*Stored data entries*
• • • • • • •
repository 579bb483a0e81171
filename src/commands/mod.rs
//! CLI 命令实现

pub mod serve;

pub use serve::serve_command;
pub use test::test_command;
• • • • • • •
*ABOUT THIS TASK*
Make an exact transcription of all the records.

*SOLUTION TO THIS EXERCISE*
repository 579bb483a0e81171
filename src/commands/mod.rs
//! CLI 命令实现

pub mod serve;

pub use serve::serve_command;
pub use test::test_command;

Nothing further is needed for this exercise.